Unnamed: 0,Purchase ID,SN,Age,Gender,Item ID,Item Name,Price
0,0,Lisim78,20,Male,108,"Extraction, Quickblade Of Trembling Hands",3.53
1,1,Lisovynya38,40,Male,143,Frenzied Scimitar,1.56
2,2,Ithergue48,24,Male,92,Final Critic,4.88
3,3,Chamassasya86,24,Male,100,Blindscythe,3.27
4,4,Iskosia90,23,Male,131,Fury,1.44


In [2]:
# get some quick info and stats about the entire data set
purchase_df.describe()

Unnamed: 0,Purchase ID,Age,Item ID,Price
count,780.0,780.0,780.0,780.0
mean,389.5,22.714103,91.755128,3.050987
std,225.310896,6.659444,52.697702,1.169549
min,0.0,7.0,0.0,1.0
25%,194.75,20.0,47.75,1.98
50%,389.5,22.0,92.0,3.15
75%,584.25,25.0,138.0,4.08
max,779.0,45.0,183.0,4.99


## Player Count

In [3]:
# Calculate total number of players
players_numbers = len(purchase_df['SN'].unique())
print(f'Total number of players: {players_numbers}')

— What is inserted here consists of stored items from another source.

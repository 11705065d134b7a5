//! Device-scope calls: identity, physical properties, sub-resource
//! handles, PCI topology and MtLink connectivity.

use std::ffi::{c_char, c_uint, c_ulong};
use std::ptr;

use mtml_sys as sys;

use crate::error::{Result, check};
use crate::handles::{Device, Gpu, Memory, Vpu};
use crate::lifecycle::resolve;
use crate::types::{Brand, LinkState, P2pCap, P2pStatus, TopologyLevel};

macro_rules! string_getter {
    ($(#[$doc:meta])* $method:ident, $alias:ty, $symbol:literal, $size:expr) => {
        $(#[$doc])*
        pub fn $method(&self) -> Result<String> {
            let f: $alias = resolve($symbol)?;
            let mut buf = [0 as c_char; $size];
            check(unsafe { f(self.raw, buf.as_mut_ptr(), buf.len() as c_uint) })?;
            Ok(sys::c_buf_to_string(&buf))
        }
    };
}

macro_rules! u32_getter {
    ($(#[$doc:meta])* $method:ident, $alias:ty, $symbol:literal) => {
        $(#[$doc])*
        pub fn $method(&self) -> Result<u32> {
            let f: $alias = resolve($symbol)?;
            let mut value: c_uint = 0;
            check(unsafe { f(self.raw, &mut value) })?;
            Ok(value)
        }
    };
}

macro_rules! struct_getter {
    ($(#[$doc:meta])* $method:ident, $alias:ty, $symbol:literal, $out:ty) => {
        $(#[$doc])*
        pub fn $method(&self) -> Result<$out> {
            let f: $alias = resolve($symbol)?;
            let mut out = <$out>::default();
            check(unsafe { f(self.raw, &mut out) })?;
            Ok(out)
        }
    };
}

pub(crate) use u32_getter;

impl Device {
    u32_getter!(
        /// Enumeration index of this device.
        index,
        sys::FnMtmlDeviceGetIndex,
        "mtmlDeviceGetIndex"
    );

    string_getter!(
        /// Marketing name of the device.
        name,
        sys::FnMtmlDeviceGetName,
        "mtmlDeviceGetName",
        sys::MTML_DEVICE_NAME_BUFFER_SIZE
    );

    string_getter!(
        /// Globally unique identifier of the device.
        uuid,
        sys::FnMtmlDeviceGetUuid,
        "mtmlDeviceGetUuid",
        sys::MTML_DEVICE_UUID_BUFFER_SIZE
    );

    /// Board serial number.
    ///
    /// This native entry point takes the buffer length before the
    /// buffer, unlike every other string getter.
    pub fn serial_number(&self) -> Result<String> {
        let f: sys::FnMtmlDeviceGetSerialNumber = resolve("mtmlDeviceGetSerialNumber")?;
        let mut buf = [0 as c_char; sys::MTML_DEVICE_SERIAL_NUMBER_BUFFER_SIZE];
        check(unsafe { f(self.raw, buf.len() as c_uint, buf.as_mut_ptr()) })?;
        Ok(sys::c_buf_to_string(&buf))
    }

    struct_getter!(
        /// PCI address, link speed and width details.
        pci_info,
        sys::FnMtmlDeviceGetPciInfo,
        "mtmlDeviceGetPciInfo",
        sys::MtmlPciInfo
    );

    struct_getter!(
        /// Physical slot the board is seated in.
        pcie_slot_info,
        sys::FnMtmlDeviceGetPcieSlotInfo,
        "mtmlDeviceGetPcieSlotInfo",
        sys::MtmlPciSlotInfo
    );

    u32_getter!(
        /// Current board power draw in milliwatts.
        power_usage,
        sys::FnMtmlDeviceGetPowerUsage,
        "mtmlDeviceGetPowerUsage"
    );

    /// Product brand of the device.
    pub fn brand(&self) -> Result<Brand> {
        let f: sys::FnMtmlDeviceGetBrand = resolve("mtmlDeviceGetBrand")?;
        let mut raw: c_uint = 0;
        check(unsafe { f(self.raw, &mut raw) })?;
        Ok(Brand::from_raw(raw))
    }

    string_getter!(
        /// Sysfs path of the GPU node.
        gpu_path,
        sys::FnMtmlDeviceGetGpuPath,
        "mtmlDeviceGetGpuPath",
        sys::MTML_DEVICE_PATH_BUFFER_SIZE
    );

    string_getter!(
        /// Path of the primary DRM node (`/dev/dri/cardN`).
        primary_path,
        sys::FnMtmlDeviceGetPrimaryPath,
        "mtmlDeviceGetPrimaryPath",
        sys::MTML_DEVICE_PATH_BUFFER_SIZE
    );

    string_getter!(
        /// Path of the render DRM node (`/dev/dri/renderDN`).
        render_path,
        sys::FnMtmlDeviceGetRenderPath,
        "mtmlDeviceGetRenderPath",
        sys::MTML_DEVICE_PATH_BUFFER_SIZE
    );

    string_getter!(
        /// Video BIOS version string.
        vbios_version,
        sys::FnMtmlDeviceGetVbiosVersion,
        "mtmlDeviceGetVbiosVersion",
        sys::MTML_DEVICE_VBIOS_VERSION_BUFFER_SIZE
    );

    string_getter!(
        /// MT BIOS version string.
        mtbios_version,
        sys::FnMtmlDeviceGetMtBiosVersion,
        "mtmlDeviceGetMtBiosVersion",
        sys::MTML_DEVICE_MTBIOS_VERSION_BUFFER_SIZE
    );

    struct_getter!(
        /// Virtualization and MPC capability summary.
        property,
        sys::FnMtmlDeviceGetProperty,
        "mtmlDeviceGetProperty",
        sys::MtmlDeviceProperty
    );

    u32_getter!(
        /// Number of fans mounted on the board.
        fan_count,
        sys::FnMtmlDeviceCountFan,
        "mtmlDeviceCountFan"
    );

    /// Speed of one fan as a percentage of its maximum.
    pub fn fan_speed(&self, fan: u32) -> Result<u32> {
        let f: sys::FnMtmlDeviceGetFanSpeed = resolve("mtmlDeviceGetFanSpeed")?;
        let mut speed: c_uint = 0;
        check(unsafe { f(self.raw, fan, &mut speed) })?;
        Ok(speed)
    }

    /// Speed of one fan in revolutions per minute.
    pub fn fan_rpm(&self, fan: u32) -> Result<u32> {
        let f: sys::FnMtmlDeviceGetFanRpm = resolve("mtmlDeviceGetFanRpm")?;
        let mut rpm: c_uint = 0;
        check(unsafe { f(self.raw, fan, &mut rpm) })?;
        Ok(rpm)
    }

    u32_getter!(
        /// Number of display interfaces wired to the board.
        display_interface_count,
        sys::FnMtmlDeviceCountDisplayInterface,
        "mtmlDeviceCountDisplayInterface"
    );

    /// Connector type and maximum resolution of one display interface.
    pub fn display_interface_spec(&self, index: u32) -> Result<sys::MtmlDispIntfSpec> {
        let f: sys::FnMtmlDeviceGetDisplayInterfaceSpec =
            resolve("mtmlDeviceGetDisplayInterfaceSpec")?;
        let mut spec = sys::MtmlDispIntfSpec::default();
        check(unsafe { f(self.raw, index, &mut spec) })?;
        Ok(spec)
    }

    u32_getter!(
        /// Number of GPU cores on the device.
        gpu_core_count,
        sys::FnMtmlDeviceCountGpuCores,
        "mtmlDeviceCountGpuCores"
    );

    /// Resets the device. Requires that nothing holds it open.
    pub fn reset(&self) -> Result<()> {
        let f: sys::FnMtmlDeviceReset = resolve("mtmlDeviceReset")?;
        check(unsafe { f(self.raw) })
    }

    /// NUMA node mask of memory near this device, `set_size` words wide.
    pub fn memory_affinity_within_node(&self, set_size: u32) -> Result<Vec<u64>> {
        let f: sys::FnMtmlDeviceGetMemoryAffinityWithinNode =
            resolve("mtmlDeviceGetMemoryAffinityWithinNode")?;
        let mut set = vec![0 as c_ulong; set_size as usize];
        check(unsafe { f(self.raw, set_size, set.as_mut_ptr()) })?;
        Ok(set.into_iter().map(|w| w as u64).collect())
    }

    /// CPU mask of cores near this device, `set_size` words wide.
    pub fn cpu_affinity_within_node(&self, set_size: u32) -> Result<Vec<u64>> {
        let f: sys::FnMtmlDeviceGetCpuAffinityWithinNode =
            resolve("mtmlDeviceGetCpuAffinityWithinNode")?;
        let mut set = vec![0 as c_ulong; set_size as usize];
        check(unsafe { f(self.raw, set_size, set.as_mut_ptr()) })?;
        Ok(set.into_iter().map(|w| w as u64).collect())
    }

    // --- sub-resource handles ---

    /// Opens the memory subsystem handle of this device.
    pub fn init_memory(&self) -> Result<Memory> {
        let f: sys::FnMtmlDeviceInitMemory = resolve("mtmlDeviceInitMemory")?;
        let mut raw: sys::MtmlMemory = ptr::null_mut();
        check(unsafe { f(self.raw, &mut raw) })?;
        Ok(Memory { raw })
    }

    /// Opens the graphics/compute engine handle of this device.
    pub fn init_gpu(&self) -> Result<Gpu> {
        let f: sys::FnMtmlDeviceInitGpu = resolve("mtmlDeviceInitGpu")?;
        let mut raw: sys::MtmlGpu = ptr::null_mut();
        check(unsafe { f(self.raw, &mut raw) })?;
        Ok(Gpu { raw })
    }

    /// Opens the video codec engine handle of this device.
    pub fn init_vpu(&self) -> Result<Vpu> {
        let f: sys::FnMtmlDeviceInitVpu = resolve("mtmlDeviceInitVpu")?;
        let mut raw: sys::MtmlVpu = ptr::null_mut();
        check(unsafe { f(self.raw, &mut raw) })?;
        Ok(Vpu { raw })
    }

    /// Runs `body` with a freshly opened memory handle, then frees it.
    pub fn with_memory<T>(&self, body: impl FnOnce(Memory) -> Result<T>) -> Result<T> {
        let mem = self.init_memory()?;
        let out = body(mem);
        let _ = mem.free();
        out
    }

    /// Runs `body` with a freshly opened GPU handle, then frees it.
    pub fn with_gpu<T>(&self, body: impl FnOnce(Gpu) -> Result<T>) -> Result<T> {
        let gpu = self.init_gpu()?;
        let out = body(gpu);
        let _ = gpu.free();
        out
    }

    /// Runs `body` with a freshly opened VPU handle, then frees it.
    pub fn with_vpu<T>(&self, body: impl FnOnce(Vpu) -> Result<T>) -> Result<T> {
        let vpu = self.init_vpu()?;
        let out = body(vpu);
        let _ = vpu.free();
        out
    }

    // --- PCI topology and P2P ---

    /// How close this device sits to `other` in the PCI fabric.
    pub fn topology_level_with(&self, other: Device) -> Result<TopologyLevel> {
        let f: sys::FnMtmlDeviceGetTopologyLevel = resolve("mtmlDeviceGetTopologyLevel")?;
        let mut raw: c_uint = 0;
        check(unsafe { f(self.raw, other.raw, &mut raw) })?;
        TopologyLevel::from_raw(raw)
    }

    /// Number of devices reachable from this one at exactly `level`.
    pub fn count_devices_by_topology_level(&self, level: TopologyLevel) -> Result<u32> {
        let f: sys::FnMtmlDeviceCountDeviceByTopologyLevel =
            resolve("mtmlDeviceCountDeviceByTopologyLevel")?;
        let mut count: c_uint = 0;
        check(unsafe { f(self.raw, level.as_raw(), &mut count) })?;
        Ok(count)
    }

    /// Devices reachable from this one at exactly `level`.
    pub fn devices_by_topology_level(&self, level: TopologyLevel) -> Result<Vec<Device>> {
        let count = self.count_devices_by_topology_level(level)?;
        if count == 0 {
            return Ok(Vec::new());
        }
        let f: sys::FnMtmlDeviceGetDeviceByTopologyLevel =
            resolve("mtmlDeviceGetDeviceByTopologyLevel")?;
        let mut raw = vec![ptr::null_mut::<sys::MtmlDeviceOpaque>(); count as usize];
        check(unsafe { f(self.raw, level.as_raw(), count, raw.as_mut_ptr()) })?;
        Ok(raw.into_iter().map(|raw| Device { raw }).collect())
    }

    /// Whether the given P2P capability works between this device and
    /// `other`, as the driver reports it.
    pub fn p2p_status(&self, other: Device, cap: P2pCap) -> Result<P2pStatus> {
        let f: sys::FnMtmlDeviceGetP2PStatus = resolve("mtmlDeviceGetP2PStatus")?;
        let mut raw: c_uint = 0;
        check(unsafe { f(self.raw, other.raw, cap.as_raw(), &mut raw) })?;
        Ok(P2pStatus::from_raw(raw))
    }

    // --- MtLink ---

    /// MtLink generation, bandwidth and port count of this device.
    pub fn link_spec(&self) -> Result<sys::MtmlMtLinkSpec> {
        let f: sys::FnMtmlDeviceGetMtLinkSpec = resolve("mtmlDeviceGetMtLinkSpec")?;
        let mut spec = sys::MtmlMtLinkSpec::default();
        check(unsafe { f(self.raw, &mut spec) })?;
        Ok(spec)
    }

    /// State of one MtLink port.
    pub fn link_state(&self, link: u32) -> Result<LinkState> {
        let f: sys::FnMtmlDeviceGetMtLinkState = resolve("mtmlDeviceGetMtLinkState")?;
        let mut raw: c_uint = 0;
        check(unsafe { f(self.raw, link, &mut raw) })?;
        LinkState::from_raw(raw)
    }

    /// Device on the far end of one MtLink port.
    pub fn link_remote_device(&self, link: u32) -> Result<Device> {
        let f: sys::FnMtmlDeviceGetMtLinkRemoteDevice = resolve("mtmlDeviceGetMtLinkRemoteDevice")?;
        let mut raw: sys::MtmlDevice = ptr::null_mut();
        check(unsafe { f(self.raw, link, &mut raw) })?;
        Ok(Device { raw })
    }

    /// Whether one MtLink port supports the given capability.
    pub fn link_cap_status(&self, link: u32, cap: u32) -> Result<u32> {
        let f: sys::FnMtmlDeviceGetMtLinkCapStatus = resolve("mtmlDeviceGetMtLinkCapStatus")?;
        let mut status: c_uint = 0;
        check(unsafe { f(self.raw, link, cap, &mut status) })?;
        Ok(status)
    }

    /// Number and hop length of the shortest MtLink paths to `remote`.
    pub fn count_link_shortest_paths(&self, remote: Device) -> Result<(u32, u32)> {
        let f: sys::FnMtmlDeviceCountMtLinkShortestPaths =
            resolve("mtmlDeviceCountMtLinkShortestPaths")?;
        let mut path_count: c_uint = 0;
        let mut path_length: c_uint = 0;
        check(unsafe { f(self.raw, remote.raw, &mut path_count, &mut path_length) })?;
        Ok((path_count, path_length))
    }

    /// Shortest MtLink paths to `remote`, one hop list per path.
    pub fn link_shortest_paths(&self, remote: Device) -> Result<Vec<Vec<Device>>> {
        let (path_count, path_length) = self.count_link_shortest_paths(remote)?;
        if path_count == 0 || path_length == 0 {
            return Ok(Vec::new());
        }
        let f: sys::FnMtmlDeviceGetMtLinkShortestPaths =
            resolve("mtmlDeviceGetMtLinkShortestPaths")?;
        let mut raw =
            vec![ptr::null_mut::<sys::MtmlDeviceOpaque>(); (path_count * path_length) as usize];
        check(unsafe { f(self.raw, remote.raw, path_count, path_length, raw.as_mut_ptr()) })?;
        Ok(raw
            .chunks(path_length as usize)
            .map(|hop| hop.iter().map(|&raw| Device { raw }).collect())
            .collect())
    }

    /// Number of direct MtLink connections between this device and
    /// `remote`.
    pub fn count_link_layouts(&self, remote: Device) -> Result<u32> {
        let f: sys::FnMtmlDeviceCountMtLinkLayouts = resolve("mtmlDeviceCountMtLinkLayouts")?;
        let mut count: c_uint = 0;
        check(unsafe { f(self.raw, remote.raw, &mut count) })?;
        Ok(count)
    }

    /// Port pairs of the direct MtLink connections to `remote`.
    pub fn link_layouts(&self, remote: Device) -> Result<Vec<sys::MtmlMtLinkLayout>> {
        let count = self.count_link_layouts(remote)?;
        if count == 0 {
            return Ok(Vec::new());
        }
        let f: sys::FnMtmlDeviceGetMtLinkLayouts = resolve("mtmlDeviceGetMtLinkLayouts")?;
        let mut layouts = vec![sys::MtmlMtLinkLayout::default(); count as usize];
        check(unsafe { f(self.raw, remote.raw, count, layouts.as_mut_ptr()) })?;
        Ok(layouts)
    }
}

Total number of players: 576


## Purchasing Analysis (Total)

In [4]:
# calculate number of unique items have been sold
unique_items = len(purchase_df['Item ID'].unique())
# Average Purchase Price
average_price = purchase_df['Price'].mean()
# Total number of purchases
number_purchases = len(purchase_df['Item ID'])
# Total Revenue
total_revenue = purchase_df['Price'].sum()
# build new data frame with purchasing analysis
purchase_analysis_df = pd.DataFrame({
    'Number of Unique Items': [unique_items], 
    'Average Price': [average_price],
    'Number of Purchases': [number_purchases], 
    'Total Revenue': [total_revenue]
    })
purchase_analysis_df['Average Price'] = purchase_analysis_df['Average Price'].map('${:.2f}'.format)
purchase_analysis_df['Total Revenue'] = purchase_analysis_df['Total Revenue'].map('${:,.2f}'.format)
purchase_analysis_df

Unnamed: 0,Number of Unique Items,Average Price,Number of Purchases,Total Revenue
0,179,$3.05,780,"$2,379.77"


## Gender Demographics

In [5]:
# Discover all genders represented in the Data Set
genders = purchase_df['Gender'].unique().tolist()
genders


['Male', 'Other / Non-Disclosed', 'Female']

In [6]:
# Calculating number of players by gender

male_count = len(purchase_df.loc[purchase_df['Gender'] == 'Male', :]['SN'].unique())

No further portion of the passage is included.